ABOUT THIS EXERCISE:
Return the lines from the start of the data through the line with "impl Default for ClientConfig". Include both of those lines and no others.

INFORMATION SUPPLIED:
//! Layered client configuration and persisted UI state.
//!
//! Precedence, lowest first: built-in defaults, `config.toml`, environment,
//! command-line flags (applied by the binary).

use std::fs;
use std::path::{Path, PathBuf};
use std::time::Duration;

use serde::{Deserialize, Serialize};
use tracing::{debug, info};

use crate::error::{ChatError, Result};
use crate::recording::RecordingPolicy;
use crate::smoothing::SmoothingPolicy;

pub const APP_DIR: &str = "voice-chat-client";
pub const CONFIG_FILE: &str = "config.toml";
pub const STATE_FILE: &str = "state.toml";

pub const DEFAULT_HOST: &str = "http://localhost";
pub const DEFAULT_PORT: u16 = 8000;

/// `<config_dir>/voice-chat-client`, if the platform has one.
pub fn app_dir() -> Option<PathBuf> {
    dirs::config_dir().map(|d| d.join(APP_DIR))
}

#[derive(Debug, Clone, PartialEq, Serialize, Deserialize)]
#[serde(default)]
pub struct ClientConfig {
    pub server_url: String,
    pub smoothness_ms: u64,
    pub flush_threshold: usize,
    pub silence_timeout_ms: u64,
    pub min_recording_ms: u64,
    /// External command that plays an audio URL (the URL is appended).
    pub audio_player: Option<String>,
    pub log_level: String,
    pub request_timeout_secs: u64,
    pub connect_timeout_secs: u64,
}

impl Default for ClientConfig {
    fn default() -> Self {
        Self {
            server_url: format!("{DEFAULT_HOST}:{DEFAULT_PORT}"),
            smoothness_ms: 50,
            flush_threshold: 10,
            silence_timeout_ms: 1500,
            min_recording_ms: 1000,
            audio_player: None,
            log_level: "info".to_string(),
            request_timeout_secs: 120,
            connect_timeout_secs: 10,
        }
    }
}

impl ClientConfig {
    /// Defaults overlaid with the config file and the process environment.
    ///
    /// With `explicit` set, that file must exist. Otherwise the default
    /// location is tried and silently skipped when absent.
    pub fn load(explicit: Option<&Path>) -> Result<Self> {
        let mut config = match explicit {
            Some(path) => Self::from_file(path)?,
            None => match app_dir().map(|d| d.join(CONFIG_FILE)) {
                Some(path) if path.exists() => Self::from_file(&path)?,
                _ => Self::default(),
            },
        };
        config.apply_env(|key| std::env::var(key).ok());
        Ok(config)
    }

    pub fn from_file(path: &Path) -> Result<Self> {
        let content = fs::read_to_string(path)?;
        let config: Self = toml::from_str(&content)?;
        debug!(path = %path.display(), "loaded config");
        Ok(config)
    }

    /// Overlay environment variables read through `lookup`.
    ///
    /// `HOST`/`PORT` follow the backend's own variables; `HOST` is only
    /// honoured when it carries a scheme, since shells often export a bare
    /// hostname under that name. `VOICE_CHAT_SERVER` wins over both.
    pub fn apply_env(&mut self, lookup: impl Fn(&str) -> Option<String>) {
        let host = lookup("HOST").filter(|h| h.starts_with("http://") || h.starts_with("https://"));
        let port = lookup("PORT").and_then(|p| p.trim().parse::<u16>().ok());
        if host.is_some() || port.is_some() {
            self.server_url = format!(
                "{}:{}",
                host.as_deref().unwrap_or(DEFAULT_HOST).trim_end_matches('/'),
                port.unwrap_or(DEFAULT_PORT)
            );
        }
        if let Some(server) = lookup("VOICE_CHAT_SERVER").filter(|s| !s.trim().is_empty()) {
            self.server_url = server;
        }
        if let Some(player) = lookup("VOICE_CHAT_PLAYER").filter(|s| !s.trim().is_empty()) {
            self.audio_player = Some(player);
        }
    }

    pub fn smoothing_policy(&self) -> SmoothingPolicy {
        SmoothingPolicy {
            delay: Duration::from_millis(self.smoothness_ms),
            threshold: self.flush_threshold.max(1),
        }
    }

    pub fn recording_policy(&self) -> RecordingPolicy {
        RecordingPolicy {
            silence_timeout: Duration::from_millis(self.silence_timeout_ms),
            min_duration: Duration::from_millis(self.min_recording_ms),
            ..RecordingPolicy::default()
        }
    }

    pub fn request_timeout(&self) -> Duration {
        Duration::from_secs(self.request_timeout_secs)
    }

    pub fn connect_timeout(&self) -> Duration {
        Duration::from_secs(self.connect_timeout_secs)
    }
}

// ---------------------------------------------------------------------------
// Persisted UI state
// ---------------------------------------------------------------------------

/// What the client remembers between runs.
#[derive(Debug, Clone, PartialEq, Serialize, Deserialize)]
pub struct UiState {
    /// Sent as the `session_id` cookie; the backend scopes channels by it.
    pub session_id: String,
    #[serde(default, skip_serializing_if = "Option::is_none")]
    pub selected_model: Option<String>,
}

impl Default for UiState {
    fn default() -> Self {
        Self {
            session_id: uuid::Uuid::new_v4().to_string(),
            selected_model: None,
        }
    }
}

impl UiState {
    /// Load the state file, creating it with a fresh session id if absent
    /// or empty.
    pub fn load_or_create(path: &Path) -> Result<Self> {
        if path.exists() {
            let content = fs::read_to_string(path)?;
            if !content.trim().is_empty() {
                return Ok(toml::from_str(&content)?);
            }
        }
        let state = Self::default();
        state.save(path)?;
        info!(session = %state.session_id, "created new session");
        Ok(state)
    }

    /// Write through a temporary file and rename.
    pub fn save(&self, path: &Path) -> Result<()> {
        let parent = path.parent().ok_or_else(|| {
            ChatError::Io(std::io::Error::new(
                std::io::ErrorKind::InvalidInput,
                "state path has no parent directory",
            ))
        })?;
        fs::create_dir_all(parent)?;
        let content = toml::to_string_pretty(self)?;
        let tmp = path.with_extension("toml.tmp");
        fs::write(&tmp, content)?;
        fs::rename(&tmp, path)?;
        Ok(())
    }
}

#[cfg(test)]
mod tests {
    use super::*;
    use std::collections::HashMap;

    fn env(pairs: &[(&str, &str)]) -> impl Fn(&str) -> Option<String> {
        let map: HashMap<String, String> =
            pairs.iter().map(|(k, v)| (k.to_string(), v.to_string())).collect();
        move |k| map.get(k).cloned()
    }

    #[test]
    fn test_defaults() {
        let c = ClientConfig::default();
        assert_eq!(c.server_url, "http://localhost:8000");
        assert_eq!(c.smoothing_policy(), SmoothingPolicy::default());
        assert_eq!(c.recording_policy(), RecordingPolicy::default());
        assert_eq!(c.request_timeout(), Duration::from_secs(120));
    }

    #[test]
    fn test_partial_file_keeps_other_defaults() {
        let dir = tempfile::tempdir().unwrap();
        let path = dir.path().join("config.toml");
        fs::write(&path, "smoothness_ms = 80\naudio_player = \"mpv\"\n").unwrap();
        let c = ClientConfig::from_file(&path).unwrap();
        assert_eq!(c.smoothness_ms, 80);
        assert_eq!(c.audio_player.as_deref(), Some("mpv"));
        assert_eq!(c.flush_threshold, 10);
    }

    #[test]
    fn test_explicit_missing_file_is_an_error() {
        let err = ClientConfig::load(Some(Path::new("/nonexistent/voice.toml"))).unwrap_err();
        assert!(matches!(err, ChatError::Io(_)));
    }

    #[test]
    fn test_invalid_toml_is_an_error() {
        let dir = tempfile::tempdir().unwrap();
        let path = dir.path().join("config.toml");
        fs::write(&path, "smoothness_ms = \"fast\"").unwrap();
        assert!(matches!(ClientConfig::from_file(&path), Err(ChatError::ConfigParse(_))));
    }

    #[test]
    fn test_env_host_and_port() {
        let mut c = ClientConfig::default();
        c.apply_env(env(&[("HOST", "http://10.0.0.5/"), ("PORT", "9000")]));
        assert_eq!(c.server_url, "http://10.0.0.5:9000");
    }

    #[test]
    fn test_env_port_only() {
        let mut c = ClientConfig::default();
        c.apply_env(env(&[("PORT", "8080")]));
        assert_eq!(c.server_url, "http://localhost:8080");
    }

    #[test]
    fn test_bare_hostname_env_is_ignored() {
        let mut c = ClientConfig::default();
        c.apply_env(env(&[("HOST", "my-laptop")]));
        assert_eq!(c.server_url, "http://localhost:8000");
    }

    #[test]
    fn test_explicit_server_env_wins() {
        let mut c = ClientConfig::default();
        c.apply_env(env(&[
            ("PORT", "9000"),
            ("VOICE_CHAT_SERVER", "https://chat.example.com"),
            ("VOICE_CHAT_PLAYER", "afplay"),
        ]));
        assert_eq!(c.server_url, "https://chat.example.com");
        assert_eq!(c.audio_player.as_deref(), Some("afplay"));
    }

    #[test]
    fn test_zero_threshold_clamped() {
        let c = ClientConfig { flush_threshold: 0, ..ClientConfig::default() };
        assert_eq!(c.smoothing_policy().threshold, 1);
    }

    #[test]
    fn test_state_created_then_reloaded() {
        let dir = tempfile::tempdir().unwrap();
        let path = dir.path().join("nested").join("state.toml");
        let first = UiState::load_or_create(&path).unwrap();
        assert!(uuid::Uuid::parse_str(&first.session_id).is_ok());

        let mut updated = first.clone();
        updated.selected_model = Some("llama3".into());
        updated.save(&path).unwrap();

        let again = UiState::load_or_create(&path).unwrap();
        assert_eq!(again, updated);
        assert!(!path.with_extension("toml.tmp").exists());
    }
}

WRITTEN RESPONSE:
//! Layered client configuration and persisted UI state.
//!
//! Precedence, lowest first: built-in defaults, `config.toml`, environment,
//! command-line flags (applied by the binary).

use std::fs;
use std::path::{Path, PathBuf};
use std::time::Duration;

use serde::{Deserialize, Serialize};
use tracing::{debug, info};

use crate::error::{ChatError, Result};
use crate::recording::RecordingPolicy;
use crate::smoothing::SmoothingPolicy;

pub const APP_DIR: &str = "voice-chat-client";
pub const CONFIG_FILE: &str = "config.toml";
pub const STATE_FILE: &str = "state.toml";

pub const DEFAULT_HOST: &str = "http://localhost";
pub const DEFAULT_PORT: u16 = 8000;

/// `<config_dir>/voice-chat-client`, if the platform has one.
pub fn app_dir() -> Option<PathBuf> {
    dirs::config_dir().map(|d| d.join(APP_DIR))
}

#[derive(Debug, Clone, PartialEq, Serialize, Deserialize)]
#[serde(default)]
pub struct ClientConfig {
    pub server_url: String,
    pub smoothness_ms: u64,
    pub flush_threshold: usize,
    pub silence_timeout_ms: u64,
    pub min_recording_ms: u64,
    /// External command that plays an audio URL (the URL is appended).
    pub audio_player: Option<String>,
    pub log_level: String,
    pub request_timeout_secs: u64,
    pub connect_timeout_secs: u64,
}

impl Default for ClientConfig {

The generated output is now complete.